Aim of the task: Your answer should consist only of the lines from the line containing "fn init(&self) ->" through the last line below, each repeated exactly.

##### Information supplied #####

//! Inference engine seam
//!
//! The native engine is opaque to the rest of the crate. It is reached
//! through three handles that mirror its resource hierarchy:
//! engine (process-wide backend) -> model (loaded weights) -> context
//! (evaluation state). Every call here is blocking; async callers run them
//! on `tokio::task::spawn_blocking`.

use crate::types::ChatMessage;
use std::path::Path;
use std::sync::Arc;
use thiserror::Error;

/// Failures reported by the native engine
#[derive(Debug, Clone, Error)]
pub enum EngineError {
    #[error("Backend initialization failed: {0}")]
    BackendInit(String),
    #[error("Engine not initialized")]
    NotInitialized,
    #[error("Model load failed: {0}")]
    LoadFailed(String),
    #[error("Context creation failed: {0}")]
    ContextFailed(String),
    #[error("Generation failed: {0}")]
    GenerationFailed(String),
    #[error("Embedding failed: {0}")]
    EmbeddingFailed(String),
}

/// Parameters for loading weights
#[derive(Debug, Clone, Copy, PartialEq, Eq)]
pub struct ModelParams {
    /// Number of layers to offload (0 = CPU only)
    pub gpu_layers: u32,
}

/// Parameters for an evaluation context
#[derive(Debug, Clone, Copy, PartialEq, Eq)]
pub struct ContextParams {
    pub context_size: u32,
    /// Embedding mode instead of text generation
    pub embeddings: bool,
}

/// Sampling parameters for a single generation
#[derive(Debug, Clone, PartialEq)]
pub struct GenerationParams {
    pub max_tokens: u32,
    pub temperature: f32,
    pub top_p: f32,
    pub seed: u32,
}

impl Default for GenerationParams {
    fn default() -> Self {
        Self {
            max_tokens: 512,
            temperature: 0.7,
            top_p: 0.9,
            seed: 1234,
        }
    }
}

/// Process-wide engine backend
pub trait InferenceEngine: Send + Sync {
    fn name(&self) -> &'static str;

    /// Initialize the backend. Must be idempotent.
    fn init(&self) -> Result<(), EngineError>;

    fn is_initialized(&self) -> bool;

    /// Materialize weights from `path`
    fn load_model(&self, path: &Path, params: &ModelParams) -> Result<Arc<dyn ModelHandle>, EngineError>;
}

/// Loaded model weights
pub trait ModelHandle: Send + Sync {
    fn create_context(&self, params: &ContextParams) -> Result<Box<dyn InferenceContext>, EngineError>;

    /// Exact token count from the model's tokenizer, if the engine offers one
    fn token_count(&self, _text: &str) -> Option<usize> {
        None
    }
}

/// Evaluation state bound to one model
pub trait InferenceContext: Send {
    /// Generate a reply to `messages`, passing each fragment to `on_token`
    /// in order as it is produced. Returns the full reply.
    fn generate(
        &mut self,
        messages: &[ChatMessage],
        params: &GenerationParams,
        on_token: &mut dyn FnMut(&str),
    ) -> Result<String, EngineError>;

    /// Compute one embedding vector. Only valid on embedding contexts.
    fn embed(&mut self, text: &str) -> Result<Vec<f32>, EngineError>;

    /// The chat session bound to this context was released. Contexts that
    /// cache conversation state drop it here.
    fn end_session(&mut self) {}
}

#####

Your solution:
    fn init(&self) -> Result<(), EngineError>;

    fn is_initialized(&self) -> bool;

    /// Materialize weights from `path`
    fn load_model(&self, path: &Path, params: &ModelParams) -> Result<Arc<dyn ModelHandle>, EngineError>;
}

/// Loaded model weights
pub trait ModelHandle: Send + Sync {
    fn create_context(&self, params: &ContextParams) -> Result<Box<dyn InferenceContext>, EngineError>;

    /// Exact token count from the model's tokenizer, if the engine offers one
    fn token_count(&self, _text: &str) -> Option<usize> {
        None
    }
}

/// Evaluation state bound to one model
pub trait InferenceContext: Send {
    /// Generate a reply to `messages`, passing each fragment to `on_token`
    /// in order as it is produced. Returns the full reply.
    fn generate(
        &mut self,
        messages: &[ChatMessage],
        params: &GenerationParams,
        on_token: &mut dyn FnMut(&str),
    ) -> Result<String, EngineError>;

    /// Compute one embedding vector. Only valid on embedding contexts.
    fn embed(&mut self, text: &str) -> Result<Vec<f32>, EngineError>;

    /// The chat session bound to this context was released. Contexts that
    /// cache conversation state drop it here.
    fn end_session(&mut self) {}
}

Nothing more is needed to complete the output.